Lo stesso linguaggio
Dunque, la svolta che per ora fa marciare verso il nuovo partito è maturata lungo un asse che, almeno nei patti preliminari, ha escluso personaggi come Francesco Rutelli (il primo ad usare il termine partito democratico), Arturo Parisi (il «regista» politico del mondo prodiano) e lo stesso Romano Prodi che sul partito dell’Ulivo ha tenuto il punto, ma senza senza mai porre ultimatum. Certo, senza due personaggi che hanno sempre predicato il primato della politica era impossibile arrivare ad una decisione così impegnativa. Marini e D’Alema per quanto abbiano imparato a diffidare l’uno dell’altro, parlano lo stesso linguaggio e, almeno fino ad un certo punto, sanno di potersi reciprocamente fidare. Marini, in privato, ha sempre raccontato che nel 1999 Alema gli aveva fatto la promessa, se le condizioni fossero state favorevoli, di portarlo al Quirinale.

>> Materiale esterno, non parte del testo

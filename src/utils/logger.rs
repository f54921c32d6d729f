use tracing_subscriber::{layer::SubscriberExt, util::SubscriberInitExt, EnvFilter};

pub fn init_cli_logger(verbose: bool) {
    let filter = if verbose {
        EnvFilter::try_from_default_env()
            .unwrap_or_else(|_| EnvFilter::new("autocalendar=debug,info"))
    } else {
        EnvFilter::try_from_default_env().unwrap_or_else(|_| EnvFilter::new("autocalendar=info"))
    };

    tracing_subscriber::registry()
        .with(filter)
        .with(
            tracing_subscriber::fmt::layer()
                .with_target(false)
                .with_thread_ids(false)
                .with_file(false)
                .with_line_number(false)
                .compact(),
        )
        .init();
}
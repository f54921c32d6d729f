//! Calendar directory lookup.
//!
//! Maps a calendar's display name to its id using a directory listing
//! (the shape of a calendarList response, loaded from a file). The literal
//! name "primary" always resolves to itself.

use crate::utils::error::{Result, ScheduleError};
use serde::{Deserialize, Serialize};

pub const PRIMARY: &str = "primary";

#[derive(Debug, Clone, Serialize, Deserialize)]
pub struct CalendarEntry {
    pub id: String,
    pub summary: String,
}

#[derive(Debug, Clone, Default, Serialize, Deserialize)]
pub struct CalendarDirectory {
    pub items: Vec<CalendarEntry>,
}

impl CalendarDirectory {
    pub fn from_json(raw: &[u8]) -> Result<Self> {
        Ok(serde_json::from_slice(raw)?)
    }

    /// First entry whose summary matches the requested name wins.
    pub fn resolve(&self, name: &str) -> Result<String> {
        if name == PRIMARY {
            return Ok(PRIMARY.to_string());
        }
        self.items
            .iter()
            .find(|entry| entry.summary == name)
            .map(|entry| entry.id.clone())
            .ok_or_else(|| ScheduleError::CalendarNotFound {
                name: name.to_string(),
            })
    }
}
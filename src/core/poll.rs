//! Doodle-style poll parsing.
//!
//! Expected layout: three header rows (dates, weekdays, time ranges) over
//! the slot columns, then one row per participant with their name in the
//! first column and a selection marker (usually "OK") in each slot column
//! they can make. Date and weekday header cells are only written once per
//! day in the export, so both rows are forward-filled.

use crate::domain::model::{PreferenceMatrix, Slot};
use crate::utils::error::{Result, ScheduleError};

const HEADER_ROWS: usize = 3;

#[derive(Debug, Clone)]
pub struct PollReader {
    marker: String,
    transpose: bool,
}

impl PollReader {
    pub fn new(marker: impl Into<String>, transpose: bool) -> Self {
        Self {
            marker: marker.into(),
            transpose,
        }
    }

    /// Parse a poll CSV export into a preference matrix.
    pub fn parse(&self, raw: &[u8]) -> Result<PreferenceMatrix> {
        let mut reader = csv::ReaderBuilder::new()
            .has_headers(false)
            .flexible(true)
            .from_reader(raw);

        let mut grid: Vec<Vec<String>> = Vec::new();
        for record in reader.records() {
            let record = record?;
            grid.push(record.iter().map(|cell| cell.trim().to_string()).collect());
        }

        if self.transpose {
            grid = transpose_grid(grid);
        }

        self.parse_grid(grid)
    }

    fn parse_grid(&self, grid: Vec<Vec<String>>) -> Result<PreferenceMatrix> {
        if grid.len() <= HEADER_ROWS {
            return Err(ScheduleError::Poll {
                message: format!(
                    "expected {} header rows plus participant rows, found {} rows",
                    HEADER_ROWS,
                    grid.len()
                ),
            });
        }

        // Any header row may drop trailing empty cells, so the dates row
        // alone cannot define the column count.
        let width = grid
            .iter()
            .take(HEADER_ROWS)
            .map(|row| row.len())
            .max()
            .unwrap_or(0);
        if width < 2 {
            return Err(ScheduleError::Poll {
                message: "poll needs a name column and at least one slot column".to_string(),
            });
        }

        // Header cells past the name column describe the slots.
        let dates = forward_fill(&header_cells(&grid[0], width));
        let weekdays = forward_fill(&header_cells(&grid[1], width));
        let times = header_cells(&grid[2], width);

        let slots: Vec<Slot> = (0..width - 1)
            .map(|col| Slot::new(dates[col].clone(), weekdays[col].clone(), times[col].clone()))
            .collect();

        let mut participants = Vec::new();
        let mut cells = Vec::new();
        for row in &grid[HEADER_ROWS..] {
            let name = row.first().cloned().unwrap_or_default();
            if name.is_empty() {
                continue; // trailing blank line in the export
            }
            let mut selections = vec![false; slots.len()];
            for (col, selection) in selections.iter_mut().enumerate() {
                *selection = row
                    .get(col + 1)
                    .map(|cell| cell == &self.marker)
                    .unwrap_or(false);
            }
            participants.push(name);
            cells.push(selections);
        }

        PreferenceMatrix::new(slots, participants, cells)
    }
}

impl Default for PollReader {
    fn default() -> Self {
        Self::new("OK", false)
    }
}

/// Slot-describing cells of a header row: everything past the name column,
/// padded out to the full column count.
fn header_cells(row: &[String], width: usize) -> Vec<String> {
    (1..width)
        .map(|col| row.get(col).cloned().unwrap_or_default())
        .collect()
}

/// Replace empty cells with the closest non-empty cell to their left.
fn forward_fill(cells: &[String]) -> Vec<String> {
    let mut filled = Vec::with_capacity(cells.len());
    let mut last = String::new();
    for cell in cells {
        if !cell.is_empty() {
            last = cell.clone();
        }
        filled.push(last.clone());
    }
    filled
}

fn transpose_grid(grid: Vec<Vec<String>>) -> Vec<Vec<String>> {
    let height = grid.len();
    let width = grid.iter().map(|row| row.len()).max().unwrap_or(0);
    let mut out = vec![vec![String::new(); height]; width];
    for (r, row) in grid.iter().enumerate() {
        for (c, cell) in row.iter().enumerate() {
            out[c][r] = cell.clone();
        }
    }
    out
}
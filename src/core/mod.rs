pub mod allocator;
pub mod engine;
pub mod pipeline;
pub mod poll;

pub use crate::domain::model::{
    AllocationOutcome, Assignment, BookedEvent, PreferenceMatrix, ScheduleResult, Slot,
};
pub use crate::domain::ports::{CalendarSink, ConfigProvider, Pipeline, Storage};
pub use crate::utils::error::Result;
//! Calendar event payload construction.
//!
//! Renders an assignment into the JSON body a calendar service expects:
//! summary, location, description, start/end with a wall-clock dateTime and
//! an opaque timezone label, and a 10-minute popup reminder. No timezone
//! arithmetic is done here; the label is passed through as-is.

use crate::domain::model::Slot;
use crate::utils::error::{Result, ScheduleError};
use chrono::{NaiveDate, NaiveDateTime, NaiveTime};
use regex::Regex;
use serde::{Deserialize, Serialize};
use std::sync::OnceLock;

const DATE_FORMATS: &[&str] = &["%Y-%m-%d", "%d %B %Y", "%d %b %Y", "%d/%m/%Y"];

/// Settings shared by every event built from one poll.
#[derive(Debug, Clone, Serialize, Deserialize)]
pub struct EventSettings {
    pub name: String,
    pub description: String,
    pub location: String,
    pub timezone: String,
    pub calendar: String,
}

impl Default for EventSettings {
    fn default() -> Self {
        Self {
            name: "Scheduled session".to_string(),
            description: String::new(),
            location: String::new(),
            timezone: "UTC".to_string(),
            calendar: "primary".to_string(),
        }
    }
}

#[derive(Debug, Clone, PartialEq, Serialize, Deserialize)]
pub struct EventTime {
    #[serde(rename = "dateTime")]
    pub date_time: String,
    #[serde(rename = "timeZone")]
    pub time_zone: String,
}

#[derive(Debug, Clone, PartialEq, Serialize, Deserialize)]
pub struct ReminderOverride {
    pub method: String,
    pub minutes: u32,
}

#[derive(Debug, Clone, PartialEq, Serialize, Deserialize)]
pub struct Reminders {
    #[serde(rename = "useDefault")]
    pub use_default: bool,
    pub overrides: Vec<ReminderOverride>,
}

#[derive(Debug, Clone, PartialEq, Serialize, Deserialize)]
pub struct EventPayload {
    pub summary: String,
    #[serde(rename = "colorId")]
    pub color_id: String,
    pub kind: String,
    pub location: String,
    pub description: String,
    pub start: EventTime,
    pub end: EventTime,
    pub reminders: Reminders,
}

/// Wall-clock span a slot label resolves to.
#[derive(Debug, Clone, Copy, PartialEq, Eq)]
pub struct SlotSpan {
    pub start: NaiveDateTime,
    pub end: NaiveDateTime,
}

fn time_range_re() -> &'static Regex {
    static RE: OnceLock<Regex> = OnceLock::new();
    RE.get_or_init(|| {
        Regex::new(r"^\s*(\d{1,2}[:.]\d{2})\s*[-\u{2013}]\s*(\d{1,2}[:.]\d{2})\s*$")
            .expect("time range regex")
    })
}

/// Resolve a slot's date and time-range labels into start/end datetimes.
///
/// Time entries sometimes use a dot separator ("9.00-10.00"); it is
/// normalized to a colon before parsing.
pub fn parse_slot_span(slot: &Slot) -> Result<SlotSpan> {
    let date = parse_date(slot)?;

    let captures = time_range_re().captures(&slot.time).ok_or_else(|| ScheduleError::Slot {
        label: slot.label(),
        reason: format!("time range '{}' does not look like H:MM-H:MM", slot.time),
    })?;

    let start = parse_time(slot, &captures[1])?;
    let end = parse_time(slot, &captures[2])?;
    if end <= start {
        return Err(ScheduleError::Slot {
            label: slot.label(),
            reason: format!("slot ends before it starts ({})", slot.time),
        });
    }

    Ok(SlotSpan {
        start: date.and_time(start),
        end: date.and_time(end),
    })
}

fn parse_date(slot: &Slot) -> Result<NaiveDate> {
    for format in DATE_FORMATS {
        if let Ok(date) = NaiveDate::parse_from_str(&slot.date, format) {
            return Ok(date);
        }
    }
    Err(ScheduleError::Slot {
        label: slot.label(),
        reason: format!("unrecognized date '{}'", slot.date),
    })
}

fn parse_time(slot: &Slot, raw: &str) -> Result<NaiveTime> {
    let normalized = raw.replace('.', ":");
    NaiveTime::parse_from_str(&normalized, "%H:%M").map_err(|_| ScheduleError::Slot {
        label: slot.label(),
        reason: format!("unrecognized time '{}'", raw),
    })
}

/// Build the bookable payload for one assigned slot.
pub fn build_event(slot: &Slot, settings: &EventSettings) -> Result<EventPayload> {
    let span = parse_slot_span(slot)?;

    Ok(EventPayload {
        summary: settings.name.clone(),
        color_id: "9".to_string(),
        kind: "calendar#event".to_string(),
        location: settings.location.clone(),
        description: settings.description.clone(),
        start: EventTime {
            date_time: span.start.format("%Y-%m-%dT%H:%M:%S").to_string(),
            time_zone: settings.timezone.clone(),
        },
        end: EventTime {
            date_time: span.end.format("%Y-%m-%dT%H:%M:%S").to_string(),
            time_zone: settings.timezone.clone(),
        },
        reminders: Reminders {
            use_default: false,
            overrides: vec![ReminderOverride {
                method: "popup".to_string(),
                minutes: 10,
            }],
        },
    })
}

Finì con Carlo Azeglio Ciampi Presidente, ma Marini ha tenuto il broncio senza tirarla troppo per le lunghe.
L’uomo di fiducia
Nell’estate del 2005, quando D’Alema e Fassino erano sotto pressione (anche per iniziativa di Rutelli) per la storia dell’Unipol, in una riunione a porte chiuse della Margherita, il vecchio Franco intervenne in modo rude: «Facciamola finita con questa storia dell’Unipol e delle Coop!». Il patto con D’Alema per il partito democratico, conferma che Marini è l’uomo di fiducia dei Ds nella Margherita, perché per dirla con il fassiniano Fabrizio Morri «i popolari sono interlocutori affidabili», con allusione (in negativo) sia a Rutelli che a Parisi.
Congressi difficili
Ma per Ds e Margherita si preparano congressi difficili. Francesco Rutelli, in una cena convocata a casa sua con tutti i notabili del partito, ha verificato che per il momento non ci sono le condizioni per un accordo sulle regole del congresso. E quanto a Piero Fassino, oltre al dissenso della sinistra, sa che qualche problema potrebbe venirgli dalla sua maggioranza (Angius, Caldarola, Rossi). E ieri mattina – dopo aver pronunciato al convegno della Cgil su Giuseppe Di Vittorio, un discorso particolarmente ispirato e sentito, pieno di testimonianze personali che hanno emozionato la platea – Fassino si è sentito chiedere dai cronisti cosa ne pensasse dell’ultima intervista di Angius. Chi lo ha visto uscire, assicura di avere ascoltato dal segretario Ds qualcosa in più di un forte disappunto.